La Sala Plena de la Corte Constitucional estableció este miércoles que en los procesos de extradición la JEP sí puede practicar pruebas para determinar si el delito fue cometido antes o después del acuerdo de paz. Así mismo, el alto tribunal tumbó las salas especiales para militares, al considerar que no tuvieron el suficiente debate en el Congreso.
El máximo tribunal defensor de la Carta Magna, con ponencia del magistrado José Fernando Reyes, estudió la ley de procedimiento de la JEP, demandada el año pasado por la Comisión Colombiana de Juristas y Dejusticia, y coadyuvada esta solicitud por la Procuraduría General de la Nación.
En la demanda se ponía de presente que estas modificaciones que el gobiernista Centro Democrático incluyó en el articulado eran inconstitucionales e iban en contra de la naturaleza del acuerdo de paz. El Ministerio Público, a su vez, consideró que no se ajustaba a la Constitución el régimen diferencial para uniformados. Visión que es compartida por la Corte Penal Internacional, CPI.
Sala para militares
Así las cosas, de la Ley 1922 de 2018 se declaró inexequible el artículo 75, sobre la sala especial para militares en la JEP, ya que en los primeros debates en el Congreso no se mencionó el tema ni se incluyó en los informes de ponencia para segundo debate y solo fue agregado en el debate de plenaria de Senado, de manera que, a juicio de la Corte, el asunto no fue debidamente discutido.
'Las salas especiales para militares no tuvieron los cuatro debates que dicta la Constitución, las agregaron al final del trámite, eso constituye un vicio de forma', dijo el togado Reyes a periodistas este miércoles.

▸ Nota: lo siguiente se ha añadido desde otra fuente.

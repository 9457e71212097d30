//! Conversions between DynamoDB attribute maps and crate types.

use std::collections::{BTreeMap, HashMap};

use aws_sdk_dynamodb::types::AttributeValue;

use crate::query::{partition_value, Cursor, DataPoint, KeyAttribute, KeySchema};
use crate::storage::{Result, StorageError};

pub const NAME_ATTR: &str = "name";
pub const CREATED_AT_ATTR: &str = "createdAt";
pub const VALUE_ATTR: &str = "value";
pub const OWNER_ATTR: &str = "owner";

type Item = HashMap<String, AttributeValue>;

fn kind(value: &AttributeValue) -> &'static str {
    match value {
        AttributeValue::S(_) => "S",
        AttributeValue::N(_) => "N",
        AttributeValue::B(_) => "B",
        AttributeValue::Bool(_) => "BOOL",
        AttributeValue::Null(_) => "NULL",
        AttributeValue::M(_) => "M",
        AttributeValue::L(_) => "L",
        AttributeValue::Ss(_) => "SS",
        AttributeValue::Ns(_) => "NS",
        AttributeValue::Bs(_) => "BS",
        _ => "unknown",
    }
}

fn unsupported(name: &str, value: &AttributeValue) -> StorageError {
    StorageError::UnsupportedAttribute {
        name: name.to_string(),
        kind: kind(value).to_string(),
    }
}

fn required_string(item: &Item, name: &str) -> Result<String> {
    match item.get(name) {
        Some(AttributeValue::S(s)) => Ok(s.clone()),
        Some(other) => Err(unsupported(name, other)),
        None => Err(StorageError::MissingAttribute(name.to_string())),
    }
}

fn optional_string(item: &Item, name: &str) -> Result<Option<String>> {
    match item.get(name) {
        Some(AttributeValue::S(s)) => Ok(Some(s.clone())),
        Some(AttributeValue::Null(_)) | None => Ok(None),
        Some(other) => Err(unsupported(name, other)),
    }
}

fn required_number(item: &Item, name: &str) -> Result<f64> {
    match item.get(name) {
        Some(AttributeValue::N(n)) => n.parse().map_err(|_| StorageError::InvalidNumber {
            name: name.to_string(),
            value: n.clone(),
        }),
        Some(other) => Err(unsupported(name, other)),
        None => Err(StorageError::MissingAttribute(name.to_string())),
    }
}

/// Read a data point from a table item.
pub fn item_to_data_point(item: &Item) -> Result<DataPoint> {
    Ok(DataPoint {
        name: required_string(item, NAME_ATTR)?,
        created_at: required_string(item, CREATED_AT_ATTR)?,
        value: required_number(item, VALUE_ATTR)?,
        owner: optional_string(item, OWNER_ATTR)?,
    })
}

/// Build the table item for a data point, including its key attributes.
pub fn data_point_to_item(key_schema: &KeySchema, point: &DataPoint) -> Result<Item> {
    let owner = point
        .owner
        .as_deref()
        .ok_or_else(|| StorageError::MissingAttribute(OWNER_ATTR.to_string()))?;

    if !point.value.is_finite() {
        return Err(StorageError::InvalidNumber {
            name: VALUE_ATTR.to_string(),
            value: point.value.to_string(),
        });
    }

    Ok(HashMap::from([
        (
            key_schema.partition_key.clone(),
            AttributeValue::S(partition_value(owner, &point.name)),
        ),
        (
            key_schema.sort_key.clone(),
            AttributeValue::S(point.created_at.clone()),
        ),
        (NAME_ATTR.to_string(), AttributeValue::S(point.name.clone())),
        (
            CREATED_AT_ATTR.to_string(),
            AttributeValue::S(point.created_at.clone()),
        ),
        (
            VALUE_ATTR.to_string(),
            AttributeValue::N(point.value.to_string()),
        ),
        (OWNER_ATTR.to_string(), AttributeValue::S(owner.to_string())),
    ]))
}

/// Convert a `LastEvaluatedKey` into a cursor.
///
/// `N` attributes are kept exactly only within `i64`/`u64`/`f64` range; see
/// [`KeyAttribute`].
pub fn key_to_cursor(key: &Item) -> Result<Cursor> {
    let mut cursor = Cursor::new();
    for (name, value) in key {
        let attribute = match value {
            AttributeValue::S(s) => KeyAttribute::String(s.clone()),
            AttributeValue::N(n) => KeyAttribute::Number(serde_json::from_str(n).map_err(
                |_| StorageError::InvalidNumber {
                    name: name.clone(),
                    value: n.clone(),
                },
            )?),
            other => return Err(unsupported(name, other)),
        };
        cursor.insert(name.clone(), attribute);
    }
    Ok(cursor)
}

/// Convert a cursor into an `ExclusiveStartKey`.
pub fn cursor_to_key(cursor: &Cursor) -> Item {
    cursor
        .iter()
        .map(|(name, value)| {
            let value = match value {
                KeyAttribute::String(s) => AttributeValue::S(s.clone()),
                KeyAttribute::Number(n) => AttributeValue::N(n.to_string()),
            };
            (name.clone(), value)
        })
        .collect()
}

/// Render placeholder values as string attributes.
pub fn string_values(values: &BTreeMap<String, String>) -> Item {
    values
        .iter()
        .map(|(k, v)| (k.clone(), AttributeValue::S(v.clone())))
        .collect()
}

En noviembre pasado, el fiscal de la CPI, James Stewart, había advertido que 'la creación de una sección, y de un procedimiento separado para las fuerzas militares, que los separe del marco existente de la JEP, creará un mayor retraso en la realización de la justicia para casos que requieren atención urgente. Esto será visto de forma negativa por parte de la fiscal de la CPI por razones que ya deben ser ampliamente conocidas'.
Práctica de pruebas
La Corte encontró que no se ajusta a la Carta Magna lo aprobado por el Congreso el año pasado, que dispuso que en los trámites de garantías de no extradición, la JEP no podía practicar pruebas ni pronunciarse sobre la responsabilidad ni el fondo del asunto de la solicitud de extradición.

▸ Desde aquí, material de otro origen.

//! Bootstrap utilities for the resolver binary.

use tracing_subscriber::{layer::SubscriberExt, util::SubscriberInitExt, EnvFilter};

use crate::config::{LOG_ENV_VAR, LOG_FORMAT_ENV_VAR};

/// Build the log filter from `DATAPOINTS_LOG`, defaulting to "info".
pub fn env_filter() -> EnvFilter {
    EnvFilter::try_from_env(LOG_ENV_VAR).unwrap_or_else(|_| EnvFilter::new("info"))
}

/// Whether `DATAPOINTS_LOG_FORMAT` asks for JSON lines.
pub fn json_logs() -> bool {
    std::env::var(LOG_FORMAT_ENV_VAR)
        .map(|v| v.eq_ignore_ascii_case("json"))
        .unwrap_or(false)
}

/// Initialize tracing.
///
/// Output goes to stdout without ANSI colors so CloudWatch keeps it
/// readable. Set `DATAPOINTS_LOG_FORMAT=json` for structured lines.
pub fn init_tracing() {
    let registry = tracing_subscriber::registry().with(env_filter());

    if json_logs() {
        registry
            .with(
                tracing_subscriber::fmt::layer()
                    .json()
                    .with_current_span(false)
                    .with_target(false),
            )
            .init();
    } else {
        registry
            .with(tracing_subscriber::fmt::layer().with_ansi(false))
            .init();
    }
}

#[cfg(test)]
mod tests {
    use serial_test::serial;

    use super::*;

    #[test]
    #[serial]
    fn test_json_logs_flag() {
        std::env::remove_var(LOG_FORMAT_ENV_VAR);
        assert!(!json_logs());

        std::env::set_var(LOG_FORMAT_ENV_VAR, "JSON");
        assert!(json_logs());

        std::env::set_var(LOG_FORMAT_ENV_VAR, "text");
        assert!(!json_logs());

        std::env::remove_var(LOG_FORMAT_ENV_VAR);
    }

    #[test]
    #[serial]
    fn test_env_filter_default() {
        std::env::remove_var(LOG_ENV_VAR);
        assert_eq!(env_filter().to_string(), "info");
    }
}
//! AppSync direct-Lambda resolver.
//!
//! AppSync invokes the function with the GraphQL field arguments and a
//! selection `info` block naming the field. Only `listDataPoints` is served;
//! other fields resolve to `null`.

use std::sync::Arc;

use serde::Deserialize;
use serde_json::Value;
use tracing::{info, warn};

use crate::query::{QueryConfig, QueryError, QueryExecutor, QueryRequest};
use crate::storage::DataPointStore;

/// Field name of the paged data point query.
pub const LIST_DATA_POINTS: &str = "listDataPoints";

/// Errors surfaced to the invocation boundary.
#[derive(Debug, thiserror::Error)]
pub enum HandlerError {
    #[error("Invalid arguments for {field}: {source}")]
    InvalidArguments {
        field: String,
        #[source]
        source: serde_json::Error,
    },

    #[error(transparent)]
    Query(#[from] QueryError),

    #[error("Failed to serialize response: {0}")]
    Serialize(#[source] serde_json::Error),
}

/// Selection info of the resolved field.
#[derive(Debug, Clone, Default, Deserialize)]
#[serde(rename_all = "camelCase")]
pub struct ResolverInfo {
    pub field_name: String,
    #[serde(default)]
    pub parent_type_name: Option<String>,
}

/// Direct-Lambda resolver event.
#[derive(Debug, Clone, Default, Deserialize)]
pub struct ResolverEvent {
    #[serde(default)]
    pub arguments: Value,
    pub info: ResolverInfo,
}

impl ResolverEvent {
    pub fn new(field_name: impl Into<String>, arguments: Value) -> Self {
        Self {
            arguments,
            info: ResolverInfo {
                field_name: field_name.into(),
                parent_type_name: None,
            },
        }
    }
}

/// Dispatches resolver events to the query executor.
pub struct ResolverHandler<S: ?Sized> {
    executor: QueryExecutor<S>,
}

impl<S: DataPointStore + ?Sized> ResolverHandler<S> {
    pub fn new(store: Arc<S>, config: QueryConfig) -> Self {
        Self {
            executor: QueryExecutor::new(store, config),
        }
    }

    /// Resolve one field.
    pub async fn handle(&self, event: ResolverEvent) -> Result<Value, HandlerError> {
        let field = event.info.field_name.as_str();

        info!(
            field = %field,
            parent = event.info.parent_type_name.as_deref().unwrap_or_default(),
            "Resolving field"
        );

        match field {
            LIST_DATA_POINTS => {
                let request: QueryRequest =
                    serde_json::from_value(event.arguments).map_err(|source| {
                        warn!(field = %field, error = %source, "Rejected arguments");
                        HandlerError::InvalidArguments {
                            field: field.to_string(),
                            source,
                        }
                    })?;

                let page = self.executor.list_data_points(&request).await?;
                serde_json::to_value(page).map_err(HandlerError::Serialize)
            }
            other => {
                warn!(field = %other, "No resolver for field");
                Ok(Value::Null)
            }
        }
    }
}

El alto tribunal definió que el tribunal de paz sí puede practicar pruebas para establecer la fecha de la comisión del delito y, sobre todo, si se perpetró antes o después de la firma del acuerdo, ya que 'todos los trámites que se adelanten en el interior de la JEP deberán estar protegidos por el debido proceso y la posibilidad de extradición no puede ser una excepción (…). No es un asunto baladí, se funda en uno de los puntos contenidos en el Acuerdo Final', se lee en la sentencia.
El magistrado ponente precisó al respecto en la rueda de prensa: 'La JEP podrá practicar pruebas. Esto para afirmar que la tarea del juez en una democracia no puede ser sino a través de un trabajo de investigación. Así llega a la constatación de un hecho'.

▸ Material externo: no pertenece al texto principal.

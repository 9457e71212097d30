//! Query building and paging.

use std::collections::BTreeMap;
use std::sync::Arc;

use serde::{Deserialize, Serialize};
use tracing::{debug, error, info, warn};

use super::filter::{self, RangeFilter};
use super::token::{self, Cursor, TokenError};
use super::{Page, QueryRequest, DEFAULT_LIMIT};
use crate::storage::{DataPointStore, StorageError};

/// Placeholder for the partition-key attribute name.
pub const PARTITION_KEY_NAME: &str = "#PK";
/// Placeholder for the partition-key value.
pub const PARTITION_KEY_VALUE: &str = ":PK";

/// Errors that fail a query.
#[derive(Debug, thiserror::Error)]
pub enum QueryError {
    #[error("Invalid limit {0}: must be at least 1")]
    InvalidLimit(i32),

    #[error("Backend query failed: {0}")]
    Backend(#[from] StorageError),

    #[error("Failed to encode nextToken: {0}")]
    Token(#[from] TokenError),
}

/// Attribute names of the table's composite key.
#[derive(Debug, Clone, PartialEq, Eq, Serialize, Deserialize)]
#[serde(default)]
pub struct KeySchema {
    /// Partition key attribute, holds `<owner>#<name>`.
    pub partition_key: String,
    /// Sort key attribute, holds the creation timestamp.
    pub sort_key: String,
}

impl Default for KeySchema {
    fn default() -> Self {
        Self {
            partition_key: "PK".to_string(),
            sort_key: "SK".to_string(),
        }
    }
}

/// Query configuration.
#[derive(Debug, Clone, PartialEq, Eq, Deserialize)]
#[serde(default)]
pub struct QueryConfig {
    /// Page size when the request does not set one.
    pub default_limit: i32,
    /// Key attribute names.
    pub key_schema: KeySchema,
}

impl Default for QueryConfig {
    fn default() -> Self {
        Self {
            default_limit: DEFAULT_LIMIT,
            key_schema: KeySchema::default(),
        }
    }
}

/// A fully built key-range query.
///
/// Carries the rendered key condition for expression-based stores and the
/// structured partition/sort restriction for stores that evaluate in process.
#[derive(Debug, Clone, PartialEq, Serialize)]
#[serde(rename_all = "PascalCase")]
pub struct KeyQuery {
    #[serde(skip)]
    pub key_schema: KeySchema,
    #[serde(skip)]
    pub partition_value: String,
    #[serde(skip)]
    pub sort_filter: Option<RangeFilter>,
    pub key_condition_expression: String,
    pub expression_attribute_names: BTreeMap<String, String>,
    pub expression_attribute_values: BTreeMap<String, String>,
    pub limit: i32,
    pub scan_index_forward: bool,
    pub exclusive_start_key: Option<Cursor>,
}

/// Accept a decoded cursor only if it names a position in this partition.
///
/// The cursor must carry string values for both key attributes, and its
/// partition value must match the query's.
fn resume_point(
    cursor: Cursor,
    key_schema: &KeySchema,
    partition_value: &str,
) -> Option<Cursor> {
    let reason = match (
        cursor.get_str(&key_schema.partition_key),
        cursor.get_str(&key_schema.sort_key),
    ) {
        (Some(pk), Some(_)) if pk == partition_value => return Some(cursor),
        (Some(_), Some(_)) => "key belongs to another partition",
        _ => "key attributes missing",
    };

    warn!(
        partition = %partition_value,
        reason,
        "Could not parse nextToken, starting from the beginning"
    );
    None
}

/// Build the key-range query for a request.
///
/// A malformed `nextToken`, or one that does not point into this partition,
/// is logged and dropped; the query then starts from the beginning of the
/// partition.
pub fn build_key_query(
    config: &QueryConfig,
    request: &QueryRequest,
) -> Result<KeyQuery, QueryError> {
    let limit = request.limit.unwrap_or(config.default_limit);
    if limit < 1 {
        return Err(QueryError::InvalidLimit(limit));
    }

    let key_schema = config.key_schema.clone();
    let partition_value = request.partition_value();

    let mut names = BTreeMap::from([(
        PARTITION_KEY_NAME.to_string(),
        key_schema.partition_key.clone(),
    )]);
    let mut values = BTreeMap::from([(PARTITION_KEY_VALUE.to_string(), partition_value.clone())]);
    let mut expression = format!("{PARTITION_KEY_NAME} = {PARTITION_KEY_VALUE}");

    if let Some(fragment) = filter::compile(request.created_at.as_ref(), &key_schema.sort_key) {
        names.extend(fragment.names);
        values.extend(fragment.values);
        expression = format!("{} AND {}", expression, fragment.expression);
    }

    let direction = request.sort_direction.unwrap_or_default();
    let exclusive_start_key = token::decode_or_none(request.next_token.as_deref())
        .and_then(|cursor| resume_point(cursor, &key_schema, &partition_value));

    Ok(KeyQuery {
        key_schema,
        partition_value,
        sort_filter: request.created_at.clone(),
        key_condition_expression: expression,
        expression_attribute_names: names,
        expression_attribute_values: values,
        limit,
        scan_index_forward: direction.scan_forward(),
        exclusive_start_key,
    })
}

/// Runs `listDataPoints` requests against an injected store.
pub struct QueryExecutor<S: ?Sized> {
    store: Arc<S>,
    config: QueryConfig,
}

impl<S: DataPointStore + ?Sized> QueryExecutor<S> {
    pub fn new(store: Arc<S>, config: QueryConfig) -> Self {
        Self { store, config }
    }

    pub fn config(&self) -> &QueryConfig {
        &self.config
    }

    /// Build the key-range query for a request.
    pub fn build_query(&self, request: &QueryRequest) -> Result<KeyQuery, QueryError> {
        build_key_query(&self.config, request)
    }

    /// Fetch one page of data points.
    pub async fn list_data_points(&self, request: &QueryRequest) -> Result<Page, QueryError> {
        let query = self.build_query(request)?;

        debug!(
            params = %serde_json::to_string(&query).unwrap_or_default(),
            "Built key query"
        );

        let output = self.store.query(&query).await.map_err(|e| {
            error!(
                owner = %request.owner,
                name = %request.name,
                error = %e,
                "Data point query failed"
            );
            QueryError::Backend(e)
        })?;

        let next_token = output
            .last_evaluated_key
            .as_ref()
            .map(token::encode)
            .transpose()
            .map_err(|e| {
                error!(error = %e, "Could not encode nextToken");
                QueryError::Token(e)
            })?;

        info!(
            owner = %request.owner,
            name = %request.name,
            count = output.count,
            scanned_count = output.scanned_count,
            has_more = next_token.is_some(),
            "Listed data points"
        );

        Ok(Page {
            items: output.items,
            next_token,
        })
    }
}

Aunque agregó Reyes en este sentido que 'el ámbito del análisis de la JEP no podrá ser ni la responsabilidad ni el fondo del asunto, de acuerdo con el propio artículo que regula la extradición'.
Y explicó que extraditar a una persona que no ha ofrecido verdad o reparación en la JEP 'es una talanquera a los derechos de las víctimas, por eso la Corte decide además que la Sala Penal de la Corte Suprema debe ponderar del grado de satisfacción de los derechos de las víctimas en los trámites de extradición'.
Finalmente, dejó en claro que 'todos los delitos que cometa alguien de la Farc tras la firma del acuerdo de paz son de competencia de la justicia ordinaria'.